Problem description »
Below are the records; copy exactly the stretch from the line containing "if units <= Decimal::ZERO" through the line containing "let rates = state.rates.lock().unwrap();", both ends included, and nothing else.

Source material »
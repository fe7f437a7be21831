use rust_decimal::Decimal;
use serde::{Deserialize, Serialize};

/// Service categories a wallet transaction can belong to.
///
/// Wire names are snake_case and are stored verbatim on transaction records.
#[derive(Debug, Copy, Clone, PartialEq, Eq, Hash, Serialize, Deserialize)]
#[serde(rename_all = "snake_case")]
pub enum ServiceKind {
    Airtime,
    Data,
    CableTv,
    Electricity,
    ExamCard,
    Betting,
    Smm,
    CryptoBuy,
    CryptoSell,
    AirtimeCash,
    GiftCard,
    Deposit,
    Withdrawal,
}

impl std::fmt::Display for ServiceKind {
    fn fmt(&self, f: &mut std::fmt::Formatter<'_>) -> std::fmt::Result {
        let name = match self {
            ServiceKind::Airtime => "airtime",
            ServiceKind::Data => "data",
            ServiceKind::CableTv => "cable_tv",
            ServiceKind::Electricity => "electricity",
            ServiceKind::ExamCard => "exam_card",
            ServiceKind::Betting => "betting",
            ServiceKind::Smm => "smm",
            ServiceKind::CryptoBuy => "crypto_buy",
            ServiceKind::CryptoSell => "crypto_sell",
            ServiceKind::AirtimeCash => "airtime_cash",
            ServiceKind::GiftCard => "gift_card",
            ServiceKind::Deposit => "deposit",
            ServiceKind::Withdrawal => "withdrawal",
        };
        f.write_str(name)
    }
}

/// Lifecycle of a ledger transaction.
#[derive(Debug, Copy, Clone, PartialEq, Eq, Serialize, Deserialize)]
#[serde(rename_all = "snake_case")]
pub enum TransactionStatus {
    Pending,
    Success,
    Failed,
}

impl TransactionStatus {
    /// Terminal statuses can no longer be settled.
    pub fn is_terminal(&self) -> bool {
        matches!(self, TransactionStatus::Success | TransactionStatus::Failed)
    }
}

/// How a betting service charge is expressed.
#[derive(Debug, Copy, Clone, PartialEq, Eq, Serialize, Deserialize)]
#[serde(rename_all = "snake_case")]
pub enum ChargeType {
    /// A flat naira amount added on top of the funded amount.
    Fixed,
    /// A percentage of the funded amount.
    Percent,
}

/// Direction of a crypto trade.
#[derive(Debug, Copy, Clone, PartialEq, Eq, Serialize, Deserialize)]
#[serde(rename_all = "snake_case")]
pub enum TradeSide {
    Buy,
    Sell,
}

/// Priced VTU purchase: what the wallet pays and what goes upstream.
#[derive(Debug, Copy, Clone, PartialEq, Eq, Serialize)]
pub struct VtuQuote {
    /// Amount deducted from the wallet.
    pub price: Decimal,
    /// Amount forwarded to the aggregator.
    pub upstream_amount: Decimal,
    /// Platform margin (`price - upstream_amount`).
    pub margin: Decimal,
}

/// Airtime-to-cash split for a given airtime amount.
#[derive(Debug, Copy, Clone, PartialEq, Eq, Serialize)]
pub struct CashQuote {
    /// Naira credited to the wallet.
    pub amount_received: Decimal,
    /// Naira retained by the platform.
    pub service_fee: Decimal,
}

/// Betting funding total: funded amount plus service charge.
#[derive(Debug, Copy, Clone, PartialEq, Eq, Serialize)]
pub struct BettingQuote {
    /// Amount deducted from the wallet.
    pub total: Decimal,
    /// Charge portion of the total.
    pub service_charge: Decimal,
}

/// Priced crypto trade.
#[derive(Debug, Copy, Clone, PartialEq, Eq, Serialize)]
pub struct CryptoQuote {
    /// Final NGN price for one unit of the asset.
    pub unit_price: Decimal,
    /// `units * unit_price`, rounded to kobo.
    pub total: Decimal,
}

/// Gift-card payout resolved from the tier table.
#[derive(Debug, Copy, Clone, PartialEq, Eq, Serialize)]
pub struct PayoutQuote {
    /// Naira paid out for the card.
    pub payout: Decimal,
    /// Rate (naira per unit of face value) the matching tier applied.
    pub rate: Decimal,
}
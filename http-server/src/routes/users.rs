use axum::{Json, extract::State, http::StatusCode};
use hex;
use serde::{Deserialize, Serialize};
use sha2::{Digest, Sha256};

use crate::error::{ApiError, ApiResult};
use crate::{AppState, middleware::AuthUser, models::AuthenticatedUser};

// Login request
#[derive(Deserialize)]
pub struct LoginRequest {
    pub email: String,
    pub password: String,
}

// Login response
#[derive(Serialize)]
pub struct LoginResponse {
    pub success: bool,
    pub message: String,
    pub session_id: String,
    pub user: AuthenticatedUser,
}

// Login endpoint
pub async fn login(
    State(state): State<AppState>,
    Json(payload): Json<LoginRequest>,
) -> ApiResult<(StatusCode, Json<LoginResponse>)> {
    // Validate input
    if payload.email.is_empty() || payload.password.is_empty() {
        return Err(ApiError::Validation(
            "Email and password are required".to_string(),
        ));
    }
    if !payload.email.contains('@') {
        return Err(ApiError::Validation("Invalid email address".to_string()));
    }

    // Generate session_id hash from email + password
    let mut hasher = Sha256::new();
    hasher.update(payload.email.as_bytes());
    hasher.update(payload.password.as_bytes());
    let session_id = hex::encode(hasher.finalize());

    // Get or create user account with the generated session_id
    let is_admin = state.admin_emails.iter().any(|admin| {
        admin.eq_ignore_ascii_case(&payload.email)
    });
    let user =
        state
            .storage
            .get_or_create_account_with_session(&payload.email, &session_id, is_admin);
    let authenticated_user = AuthenticatedUser::from(user.clone());

    let response = LoginResponse {
        success: true,
        message: "Login successful".to_string(),
        session_id: user.session_id,
        user: authenticated_user,
    };
    Ok((StatusCode::OK, Json(response)))
}

// User profile response
#[derive(Serialize)]
pub struct UserProfileResponse {
    pub success: bool,
    pub user: AuthenticatedUser,
    pub message: String,
}

// Get user profile endpoint (protected route)
pub async fn get_profile(
    State(state): State<AppState>,
    AuthUser(user): AuthUser,
) -> ApiResult<(StatusCode, Json<UserProfileResponse>)> {
    // Re-read so the wallet balance is current, not the login-time snapshot
    let user = state
        .storage
        .get_user(user.user_id)
        .map(AuthenticatedUser::from)
        .unwrap_or(user);

    let response = UserProfileResponse {
        success: true,
        user,
        message: "Profile retrieved successfully".to_string(),
    };
    Ok((StatusCode::OK, Json(response)))
}
use axum::{
    Json,
    extract::{Path, State},
    http::StatusCode,
};
use rust_decimal::Decimal;
use serde::{Deserialize, Serialize};
use uuid::Uuid;

use pricing::rates::GiftCardRate;

use crate::error::{ApiError, ApiResult};
use crate::models::{GiftCardSubmission, SubmissionStatus, get_current_timestamp};
use crate::websocket::send_giftcard_notification;
use crate::{AppState, middleware::AuthUser};

// Gift card rate board response
#[derive(Serialize)]
pub struct GiftCardRatesResponse {
    pub success: bool,
    pub rates: Vec<GiftCardRate>,
}

// Public rate board: brands, tiers and payouts per unit
pub async fn get_rates(
    State(state): State<AppState>,
) -> ApiResult<(StatusCode, Json<GiftCardRatesResponse>)> {
    let rates = {
        let settings = state.rates.lock().unwrap();
        settings.gift_cards.clone()
    };
    let response = GiftCardRatesResponse {
        success: true,
        rates,
    };
    Ok((StatusCode::OK, Json(response)))
}

// Gift card submission request
#[derive(Deserialize)]
pub struct SubmissionRequest {
    pub brand: String,
    pub face_value: Decimal,
    /// Proof images: card front, receipt and so on.
    pub image_urls: Vec<String>,
}

// Gift card submission response
#[derive(Serialize)]
pub struct SubmissionResponse {
    pub success: bool,
    pub message: String,
    pub submission: GiftCardSubmission,
}

// Submit a card for review at the current tier rate
pub async fn submit_card(
    State(state): State<AppState>,
    AuthUser(user): AuthUser,
    Json(payload): Json<SubmissionRequest>,
) -> ApiResult<(StatusCode, Json<SubmissionResponse>)> {
    if payload.image_urls.is_empty() || payload.image_urls.iter().any(|url| url.is_empty()) {
        return Err(ApiError::Validation(
            "At least one proof image is required".to_string(),
        ));
    }

    let (currency, quote) = {
        let settings = state.rates.lock().unwrap();
        let card = settings.gift_card(&payload.brand)?;
        (card.currency.clone(), card.payout(payload.face_value)?)
    };

    let now = get_current_timestamp();
    let submission = GiftCardSubmission {
        id: Uuid::new_v4(),
        user_id: user.user_id,
        brand: payload.brand,
        currency,
        face_value: payload.face_value,
        image_urls: payload.image_urls,
        rate: quote.rate,
        expected_payout: quote.payout,
        proposed_rate: None,
        proposed_payout: None,
        admin_note: None,
        decline_reason: None,
        reject_reason: None,
        status: SubmissionStatus::Pending,
        payout_transaction_id: None,
        created_at: now,
        updated_at: now,
    };
    state.storage.insert_submission(submission.clone());
    send_giftcard_notification(&state.notification_manager, &submission);

    let response = SubmissionResponse {
        success: true,
        message: "Card submitted for review".to_string(),
        submission,
    };
    Ok((StatusCode::CREATED, Json(response)))
}

// Submission list response
#[derive(Serialize)]
pub struct SubmissionListResponse {
    pub success: bool,
    pub submissions: Vec<GiftCardSubmission>,
}

// The caller's own submissions, newest first
pub async fn list_submissions(
    State(state): State<AppState>,
    AuthUser(user): AuthUser,
) -> ApiResult<(StatusCode, Json<SubmissionListResponse>)> {
    let submissions = state.storage.submissions_for_user(user.user_id);
    let response = SubmissionListResponse {
        success: true,
        submissions,
    };
    Ok((StatusCode::OK, Json(response)))
}

// Accept the admin's counter-offer
pub async fn accept_offer(
    State(state): State<AppState>,
    AuthUser(user): AuthUser,
    Path(submission_id): Path<Uuid>,
) -> ApiResult<(StatusCode, Json<SubmissionResponse>)> {
    let submission = state.storage.accept_offer(submission_id, user.user_id)?;
    send_giftcard_notification(&state.notification_manager, &submission);

    let response = SubmissionResponse {
        success: true,
        message: "Offer accepted; awaiting final approval".to_string(),
        submission,
    };
    Ok((StatusCode::OK, Json(response)))
}

// Decline request
#[derive(Deserialize)]
pub struct DeclineRequest {
    pub reason: String,
}

// Decline the admin's counter-offer
pub async fn decline_offer(
    State(state): State<AppState>,
    AuthUser(user): AuthUser,
    Path(submission_id): Path<Uuid>,
    Json(payload): Json<DeclineRequest>,
) -> ApiResult<(StatusCode, Json<SubmissionResponse>)> {
    if payload.reason.trim().is_empty() {
        return Err(ApiError::Validation(
            "A reason is required to decline an offer".to_string(),
        ));
    }

    let submission = state
        .storage
        .decline_offer(submission_id, user.user_id, payload.reason)?;
    send_giftcard_notification(&state.notification_manager, &submission);

    let response = SubmissionResponse {
        success: true,
        message: "Offer declined".to_string(),
        submission,
    };
    Ok((StatusCode::OK, Json(response)))
}
use axum::{
    Json,
    extract::{Query, State},
    http::StatusCode,
};
use rust_decimal::Decimal;
use serde::{Deserialize, Serialize};
use serde_json::json;
use uuid::Uuid;

use pricing::types::{ServiceKind, TransactionStatus};

use crate::error::{ApiError, ApiResult};
use crate::models::Transaction;
use crate::websocket::send_ledger_notifications;
use crate::{AppState, middleware::AuthUser};

// Wallet balance response
#[derive(Serialize)]
pub struct WalletResponse {
    pub success: bool,
    pub balance: Decimal,
}

// Get wallet balance endpoint
pub async fn get_wallet(
    State(state): State<AppState>,
    AuthUser(user): AuthUser,
) -> ApiResult<(StatusCode, Json<WalletResponse>)> {
    let user = state
        .storage
        .get_user(user.user_id)
        .ok_or_else(|| ApiError::NotFound("user not found".to_string()))?;
    let response = WalletResponse {
        success: true,
        balance: user.wallet,
    };
    Ok((StatusCode::OK, Json(response)))
}

// Transaction history response
#[derive(Serialize)]
pub struct TransactionListResponse {
    pub success: bool,
    pub transactions: Vec<Transaction>,
}

// Transaction history endpoint, newest first
pub async fn list_transactions(
    State(state): State<AppState>,
    AuthUser(user): AuthUser,
) -> ApiResult<(StatusCode, Json<TransactionListResponse>)> {
    let transactions = state.storage.list_transactions(user.user_id);
    let response = TransactionListResponse {
        success: true,
        transactions,
    };
    Ok((StatusCode::OK, Json(response)))
}

// Deposit request
#[derive(Deserialize)]
pub struct DepositRequest {
    pub amount: Decimal,
    /// Payment gateway or bank transfer reference; generated when omitted.
    pub reference: Option<String>,
}

// Deposit response
#[derive(Serialize)]
pub struct DepositResponse {
    pub success: bool,
    pub message: String,
    pub transaction: Transaction,
    pub balance: Decimal,
}

// Fund the wallet. Replaying the same reference returns the original credit.
pub async fn deposit(
    State(state): State<AppState>,
    AuthUser(user): AuthUser,
    Json(payload): Json<DepositRequest>,
) -> ApiResult<(StatusCode, Json<DepositResponse>)> {
    if payload.amount <= Decimal::ZERO {
        return Err(ApiError::Validation(
            "Deposit amount must be greater than 0".to_string(),
        ));
    }

    let reference = payload
        .reference
        .unwrap_or_else(|| format!("deposit-{}", Uuid::new_v4()));
    let receipt = state.storage.credit(
        user.user_id,
        &reference,
        ServiceKind::Deposit,
        payload.amount.round_dp(2),
        json!({ "channel": "bank_transfer" }),
        TransactionStatus::Success,
        "wallet funded",
    )?;

    if !receipt.replayed {
        send_ledger_notifications(&state.notification_manager, &receipt);
    }

    let status = if receipt.replayed {
        StatusCode::OK
    } else {
        StatusCode::CREATED
    };
    let response = DepositResponse {
        success: true,
        message: "Wallet funded".to_string(),
        transaction: receipt.transaction,
        balance: receipt.balance,
    };
    Ok((status, Json(response)))
}

// Withdrawal request
#[derive(Deserialize)]
pub struct WithdrawRequest {
    pub amount: Decimal,
    pub account_number: String,
    pub bank_code: String,
    pub reference: Option<String>,
}

// Withdrawal response
#[derive(Serialize)]
pub struct WithdrawResponse {
    pub success: bool,
    pub message: String,
    pub transaction: Transaction,
    pub balance: Decimal,
    pub account_name: String,
}

// Request a payout to a bank account. The debit is held as pending until an
// admin settles the transfer; a failed settlement refunds it.
pub async fn withdraw(
    State(state): State<AppState>,
    AuthUser(user): AuthUser,
    Json(payload): Json<WithdrawRequest>,
) -> ApiResult<(StatusCode, Json<WithdrawResponse>)> {
    if payload.amount <= Decimal::ZERO {
        return Err(ApiError::Validation(
            "Withdrawal amount must be greater than 0".to_string(),
        ));
    }
    if payload.account_number.is_empty() || payload.bank_code.is_empty() {
        return Err(ApiError::Validation(
            "Account number and bank code are required".to_string(),
        ));
    }

    // Confirm the destination account before taking any money
    let account = state
        .upstream
        .resolve_account(&payload.account_number, &payload.bank_code)
        .await?;

    let reference = payload
        .reference
        .unwrap_or_else(|| format!("withdraw-{}", Uuid::new_v4()));
    let receipt = state.storage.debit_for_purchase(
        user.user_id,
        &reference,
        ServiceKind::Withdrawal,
        payload.amount.round_dp(2),
        json!({
            "account_number": account.account_number,
            "account_name": account.account_name,
            "bank_code": account.bank_code,
        }),
        "withdrawal requested",
    )?;

    if !receipt.replayed {
        send_ledger_notifications(&state.notification_manager, &receipt);
    }

    let status = if receipt.replayed {
        StatusCode::OK
    } else {
        StatusCode::CREATED
    };
    let response = WithdrawResponse {
        success: true,
        message: "Withdrawal queued for processing".to_string(),
        transaction: receipt.transaction,
        balance: receipt.balance,
        account_name: account.account_name,
    };
    Ok((status, Json(response)))
}

// Bank account resolution query
#[derive(Deserialize)]
pub struct ResolveAccountParams {
    pub account_number: String,
    pub bank_code: String,
}

// Bank account resolution response
#[derive(Serialize)]
pub struct ResolveAccountResponse {
    pub success: bool,
    pub account_number: String,
    pub account_name: String,
    pub bank_code: String,
}

// Resolve an account number to the holder's name
pub async fn resolve_account(
    State(state): State<AppState>,
    AuthUser(_user): AuthUser,
    Query(params): Query<ResolveAccountParams>,
) -> ApiResult<(StatusCode, Json<ResolveAccountResponse>)> {
    if params.account_number.is_empty() || params.bank_code.is_empty() {
        return Err(ApiError::Validation(
            "Account number and bank code are required".to_string(),
        ));
    }

    let account = state
        .upstream
        .resolve_account(&params.account_number, &params.bank_code)
        .await?;
    let response = ResolveAccountResponse {
        success: true,
        account_number: account.account_number,
        account_name: account.account_name,
        bank_code: account.bank_code,
    };
    Ok((StatusCode::OK, Json(response)))
}
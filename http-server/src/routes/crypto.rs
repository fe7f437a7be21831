//! Crypto buy/sell desk.
//!
//! Prices come from the live USD spot feed with our margin and the USD/NGN
//! rate applied. Buys debit the wallet and stay pending until an admin
//! confirms the coins were sent; sells record a pending credit that pays out
//! once the coins arrive.

use axum::{
    Json,
    extract::{Query, State},
    http::StatusCode,
};
use rust_decimal::Decimal;
use serde::{Deserialize, Serialize};
use serde_json::json;
use uuid::Uuid;

use pricing::types::{CryptoQuote, ServiceKind, TradeSide, TransactionStatus};

use crate::error::{ApiError, ApiResult};
use crate::models::Transaction;
use crate::websocket::send_ledger_notifications;
use crate::{AppState, middleware::AuthUser};

// Crypto quote query
#[derive(Deserialize)]
pub struct CryptoQuoteParams {
    /// CoinGecko asset id, e.g. "bitcoin"
    pub asset: String,
    pub side: TradeSide,
    pub units: Decimal,
}

// Crypto quote response
#[derive(Serialize)]
pub struct CryptoQuoteResponse {
    pub success: bool,
    pub asset: String,
    pub side: TradeSide,
    pub units: Decimal,
    pub live_usd: Decimal,
    pub unit_price: Decimal,
    pub total: Decimal,
}

// Price a trade without committing to it
pub async fn get_quote(
    State(state): State<AppState>,
    AuthUser(_user): AuthUser,
    Query(params): Query<CryptoQuoteParams>,
) -> ApiResult<(StatusCode, Json<CryptoQuoteResponse>)> {
    let (live_usd, quote) = quote_trade(&state, &params.asset, params.side, params.units).await?;
    let response = CryptoQuoteResponse {
        success: true,
        asset: params.asset,
        side: params.side,
        units: params.units,
        live_usd,
        unit_price: quote.unit_price,
        total: quote.total,
    };
    Ok((StatusCode::OK, Json(response)))
}

// Crypto trade request
#[derive(Deserialize)]
pub struct CryptoTradeRequest {
    pub asset: String,
    pub side: TradeSide,
    pub units: Decimal,
    /// Destination address for buys.
    pub wallet_address: Option<String>,
    pub reference: Option<String>,
}

// Crypto trade response
#[derive(Serialize)]
pub struct CryptoTradeResponse {
    pub success: bool,
    pub message: String,
    pub transaction: Transaction,
    pub unit_price: Decimal,
    pub total: Decimal,
}

// Place a trade at the current quote
pub async fn place_trade(
    State(state): State<AppState>,
    AuthUser(user): AuthUser,
    Json(payload): Json<CryptoTradeRequest>,
) -> ApiResult<(StatusCode, Json<CryptoTradeResponse>)> {
    let wallet_address = match payload.side {
        TradeSide::Buy => {
            let address = payload
                .wallet_address
                .as_deref()
                .filter(|a| !a.is_empty())
                .ok_or_else(|| {
                    ApiError::Validation("wallet_address is required for buys".to_string())
                })?;
            Some(address.to_string())
        }
        TradeSide::Sell => payload.wallet_address.clone(),
    };

    let (live_usd, quote) = quote_trade(&state, &payload.asset, payload.side, payload.units).await?;
    let metadata = json!({
        "asset": payload.asset,
        "side": payload.side,
        "units": payload.units,
        "live_usd": live_usd,
        "unit_price": quote.unit_price,
        "wallet_address": wallet_address,
    });

    let receipt = match payload.side {
        // Buy: debit now, coins dispatched manually, settled by an admin
        TradeSide::Buy => {
            let reference = payload
                .reference
                .clone()
                .unwrap_or_else(|| format!("crypto-buy-{}", Uuid::new_v4()));
            state.storage.debit_for_purchase(
                user.user_id,
                &reference,
                ServiceKind::CryptoBuy,
                quote.total,
                metadata,
                &format!("{} purchase", payload.asset),
            )?
        }
        // Sell: pending credit, paid out once the coins arrive
        TradeSide::Sell => {
            let reference = payload
                .reference
                .clone()
                .unwrap_or_else(|| format!("crypto-sell-{}", Uuid::new_v4()));
            state.storage.credit(
                user.user_id,
                &reference,
                ServiceKind::CryptoSell,
                quote.total,
                metadata,
                TransactionStatus::Pending,
                &format!("{} sale awaiting coins", payload.asset),
            )?
        }
    };

    if !receipt.replayed {
        send_ledger_notifications(&state.notification_manager, &receipt);
    }

    let message = match payload.side {
        TradeSide::Buy => "Trade placed; coins are on the way".to_string(),
        TradeSide::Sell => "Trade placed; send the coins to complete it".to_string(),
    };
    let status = if receipt.replayed {
        StatusCode::OK
    } else {
        StatusCode::CREATED
    };
    let response = CryptoTradeResponse {
        success: true,
        message,
        transaction: receipt.transaction,
        unit_price: quote.unit_price,
        total: quote.total,
    };
    Ok((status, Json(response)))
}

// Fetch the live price and apply our pricing to it
async fn quote_trade(
    state: &AppState,
    asset: &str,
    side: TradeSide,
    units: Decimal,
) -> ApiResult<(Decimal, CryptoQuote)> {
    if asset.is_empty() {
        return Err(ApiError::Validation("asset is required".to_string()));
    }
    if units <= Decimal::ZERO {
        return Err(ApiError::Validation(
            "units must be greater than 0".to_string(),
        ));
    }

    let live_usd = state.upstream.spot_price(asset).await?;
    let quote = {
        let rates = state.rates.lock().unwrap();
        rates.crypto.quote(side, live_usd, units)?
    };
    Ok((live_usd, quote))
}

Answer section »
    if units <= Decimal::ZERO {
        return Err(ApiError::Validation(
            "units must be greater than 0".to_string(),
        ));
    }

    let live_usd = state.upstream.spot_price(asset).await?;
    let quote = {
        let rates = state.rates.lock().unwrap();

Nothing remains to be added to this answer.